Jamaican Custard Apple Tree Seed, TROPICAL FRUIT
Jamaican apple, netted custard apple, sugar apple
The Sugar Apple Annona squamosa is a small deciduous tree that only reaches a height in Florida of about 20 to 25 feet. Native to Central America this grows best in warm frost free areas. The leaves are alternate, 6-8 inches long and thin, and the tree loses those leaves shortly after Christmas and is bare for about four to six weeks. Flowers appear with the leaves in the spring and the fruit ripens starting in mid to late summer through late fall.
Annona reticulata is a low, erect tree, with a rounded or spreading crown and trunk 25-35 cm thick.

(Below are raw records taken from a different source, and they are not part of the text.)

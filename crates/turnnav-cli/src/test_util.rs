//! Helpers shared across in-crate tests.

use std::sync::{Mutex, MutexGuard};

static ENV_LOCK: Mutex<()> = Mutex::new(());

/// Serialize tests that mutate process environment variables.
///
/// Recovers from poisoning so one failed test does not cascade into every
/// other env-touching test.
pub fn lock_env() -> MutexGuard<'static, ()> {
    ENV_LOCK
        .lock()
        .unwrap_or_else(|poisoned| poisoned.into_inner())
}
//! Postgres-backed [`PlanStore`].
//!
//! Plans live in a single `plans` table with a jsonb `details` column; the
//! storage-form document is written with full decimal digit tokens and read
//! back through [`DocValue::from_json`], so numeric precision survives the
//! round trip.

use async_trait::async_trait;
use chrono::{DateTime, Utc};
use sqlx::{FromRow, PgPool};
use uuid::Uuid;

use crate::document::DocValue;
use crate::models::{PlanRecord, PlanStatus};
use crate::store::{PlanStore, StoreError};

/// Store implementation over a shared connection pool.
#[derive(Debug, Clone)]
pub struct PgPlanStore {
    pool: PgPool,
}

impl PgPlanStore {
    pub fn new(pool: PgPool) -> Self {
        Self { pool }
    }
}

/// Raw row image; `details` is converted separately because jsonb decodes to
/// plain JSON, not storage form.
#[derive(FromRow)]
struct PlanRow {
    id: Uuid,
    title: String,
    status: PlanStatus,
    details: serde_json::Value,
    created_at: DateTime<Utc>,
    updated_at: DateTime<Utc>,
}

impl TryFrom<PlanRow> for PlanRecord {
    type Error = StoreError;

    fn try_from(row: PlanRow) -> Result<Self, Self::Error> {
        let details = DocValue::from_json(&row.details).map_err(|e| StoreError::Corrupt {
            id: row.id,
            reason: e.to_string(),
        })?;
        Ok(PlanRecord {
            id: row.id,
            title: row.title,
            status: row.status,
            details,
            created_at: row.created_at,
            updated_at: row.updated_at,
        })
    }
}

#[async_trait]
impl PlanStore for PgPlanStore {
    async fn put(&self, record: &PlanRecord) -> Result<(), StoreError> {
        sqlx::query(
            "INSERT INTO plans (id, title, status, details, created_at, updated_at) \
             VALUES ($1, $2, $3, $4, $5, $6) \
             ON CONFLICT (id) DO UPDATE \
             SET title = EXCLUDED.title, \
                 status = EXCLUDED.status, \
                 details = EXCLUDED.details, \
                 updated_at = EXCLUDED.updated_at",
        )
        .bind(record.id)
        .bind(&record.title)
        .bind(record.status)
        .bind(record.details.to_stored())
        .bind(record.created_at)
        .bind(record.updated_at)
        .execute(&self.pool)
        .await?;

        Ok(())
    }

    async fn get(&self, id: Uuid) -> Result<Option<PlanRecord>, StoreError> {
        let row = sqlx::query_as::<_, PlanRow>(
            "SELECT id, title, status, details, created_at, updated_at \
             FROM plans WHERE id = $1",
        )
        .bind(id)
        .fetch_optional(&self.pool)
        .await?;

        row.map(PlanRecord::try_from).transpose()
    }

    async fn scan(&self, limit: usize) -> Result<Vec<PlanRecord>, StoreError> {
        let rows = sqlx::query_as::<_, PlanRow>(
            "SELECT id, title, status, details, created_at, updated_at \
             FROM plans \
             ORDER BY created_at DESC, id \
             LIMIT $1",
        )
        .bind(limit as i64)
        .fetch_all(&self.pool)
        .await?;

        rows.into_iter().map(PlanRecord::try_from).collect()
    }

    async fn delete(&self, id: Uuid) -> Result<bool, StoreError> {
        let result = sqlx::query("DELETE FROM plans WHERE id = $1")
            .bind(id)
            .execute(&self.pool)
            .await?;

        Ok(result.rows_affected() > 0)
    }
}
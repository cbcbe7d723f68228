use std::time::Duration;

use anyhow::{Context, Result};
use sqlx::postgres::PgPoolOptions;
use sqlx::{Executor, PgPool};
use tracing::info;

use crate::config::DbConfig;

/// Migrations embedded at compile time from `crates/turnnav-db/migrations/`.
pub static MIGRATOR: sqlx::migrate::Migrator = sqlx::migrate!();

/// Create a connection pool with sensible defaults.
pub async fn create_pool(config: &DbConfig) -> Result<PgPool> {
    let pool = PgPoolOptions::new()
        .max_connections(5)
        .acquire_timeout(Duration::from_secs(10))
        .connect(&config.database_url)
        .await
        .with_context(|| format!("failed to connect to database at {}", config.database_url))?;
    Ok(pool)
}

/// Run all pending embedded migrations against the pool.
pub async fn run_migrations(pool: &PgPool) -> Result<()> {
    MIGRATOR
        .run(pool)
        .await
        .context("failed to run database migrations")?;

    info!("migrations applied successfully");
    Ok(())
}

/// Ensure the target database exists, creating it if necessary.
///
/// Connects to the `postgres` maintenance database and issues
/// `CREATE DATABASE <name>` when the target database is absent.
pub async fn ensure_database_exists(config: &DbConfig) -> Result<()> {
    let db_name = config
        .database_name()
        .context("could not determine database name from URL")?;

    let maintenance_url = config.maintenance_url();

    let maint_pool = PgPoolOptions::new()
        .max_connections(1)
        .acquire_timeout(Duration::from_secs(10))
        .connect(&maintenance_url)
        .await
        .with_context(|| {
            format!(
                "failed to connect to maintenance database at {}",
                maintenance_url
            )
        })?;

    // Check whether the database already exists.
    let exists: bool =
        sqlx::query_scalar("SELECT EXISTS(SELECT 1 FROM pg_database WHERE datname = $1)")
            .bind(db_name)
            .fetch_one(&maint_pool)
            .await
            .context("failed to query pg_database")?;

    if exists {
        info!(db = db_name, "database already exists");
    } else {
        // Database names cannot be parameterised in CREATE DATABASE, so we
        // validate the name to avoid SQL injection, then use string formatting.
        if !db_name
            .chars()
            .all(|c| c.is_ascii_alphanumeric() || c == '_')
        {
            anyhow::bail!("database name {:?} contains invalid characters", db_name);
        }
        let stmt = format!("CREATE DATABASE {db_name}");
        maint_pool
            .execute(stmt.as_str())
            .await
            .with_context(|| format!("failed to create database {db_name}"))?;
        info!(db = db_name, "database created");
    }

    maint_pool.close().await;
    Ok(())
}

/// Return the row count for every user-defined table in the `public` schema.
///
/// Useful for the `turnnav db-init` success message.
pub async fn table_counts(pool: &PgPool) -> Result<Vec<(String, i64)>> {
    // Query information_schema for all tables, then count each one.
    let tables: Vec<(String,)> = sqlx::query_as(
        "SELECT tablename::text \
         FROM pg_tables \
         WHERE schemaname = 'public' \
         ORDER BY tablename",
    )
    .fetch_all(pool)
    .await
    .context("failed to list tables")?;

    let mut counts = Vec::with_capacity(tables.len());
    for (table_name,) in &tables {
        // Table names come from pg_tables so they are safe identifiers.
        let query = format!("SELECT COUNT(*) FROM {table_name}");
        let count: (i64,) = sqlx::query_as(&query)
            .fetch_one(pool)
            .await
            .with_context(|| format!("failed to count rows in {table_name}"))?;
        counts.push((table_name.clone(), count.0));
    }
    Ok(counts)
}
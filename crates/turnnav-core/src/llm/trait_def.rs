//! The `CompletionClient` trait -- the interface to the generative service.
//!
//! The trait is intentionally object-safe so services can hold an
//! `Arc<dyn CompletionClient>` and tests can swap in scripted doubles.

use async_trait::async_trait;
use thiserror::Error;

/// Errors from a completion request.
#[derive(Debug, Error)]
pub enum CompletionError {
    /// The request never produced a usable HTTP response.
    #[error("completion request failed: {0}")]
    Request(#[from] reqwest::Error),

    /// The endpoint answered with a non-success status.
    #[error("completion endpoint returned {status}: {message}")]
    Api { status: u16, message: String },

    /// The endpoint answered successfully but with no content.
    #[error("completion response contained no content")]
    Empty,
}

/// Interface for producing a text completion from a prompt.
///
/// Implementors wrap a specific endpoint and translate its response into
/// the raw completion text. Callers treat the text as untrusted model
/// output and interpret it downstream.
#[async_trait]
pub trait CompletionClient: Send + Sync {
    /// Produce a completion for the given prompt.
    async fn complete(&self, prompt: &str) -> Result<String, CompletionError>;
}

// Compile-time assertion: CompletionClient must be object-safe.
// If this line compiles, the trait can be used as `dyn CompletionClient`.
const _: () = {
    fn _assert_object_safe(_: &dyn CompletionClient) {}
};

Height ranges from 5-10 m. The ill-smelling leaves are deciduous, alternate, oblong or narrow-lanceolate, 10-20 cm long, 2-5 cm wide, with conspicuous veins. Flowers, in drooping clusters, are fragrant, slender, with 3 outer fleshy, narrow petals 2-3 cm long; light-green externally and pale-yellow with a dark-red or purple spot on the inside at the base. The flowers never fully open. The compound fruit, 8-16 cm in diameter, may be symmetrically heart-shaped, lopsided, irregular, or nearly round, or oblate, with a depression at the base. The skin, thin but tough, may be yellow or brownish when ripe, with a pink, reddish or brownish-red blush, and faintly, moderately, or distinctly reticulated. There is a thick, cream-white layer of custard-like, somewhat granular, flesh beneath the skin surrounding the concolorous moderately juicy segments, in many of which there is a single, hard, dark-brown or black, glossy seed, oblong, smooth, less than 1.25 cm long. Actual seed counts have been 55, 60 and 76. A pointed, fibrous, central core, attached to the thick stem, extends more than halfway through the fruit.
Fruits, once mature, can be cleaned and the pulp frozen for many months for future use. If close to salt water, protect sugar apples from direct ocean spray since this may cause burning of the thin leaves.
Sugar apples make great container plants, too, so if you don't have much space try growing these in a 10 or 15 gallon tub, and they will still reward you with a number of delicious fruit.
Trees in the landscape should be fertilized every three to four months with a citrus or palm type fertilizer containing good levels of micro-nutrients. In highly alkaline soil deficiencies may develop that require nutritional sprays to correct.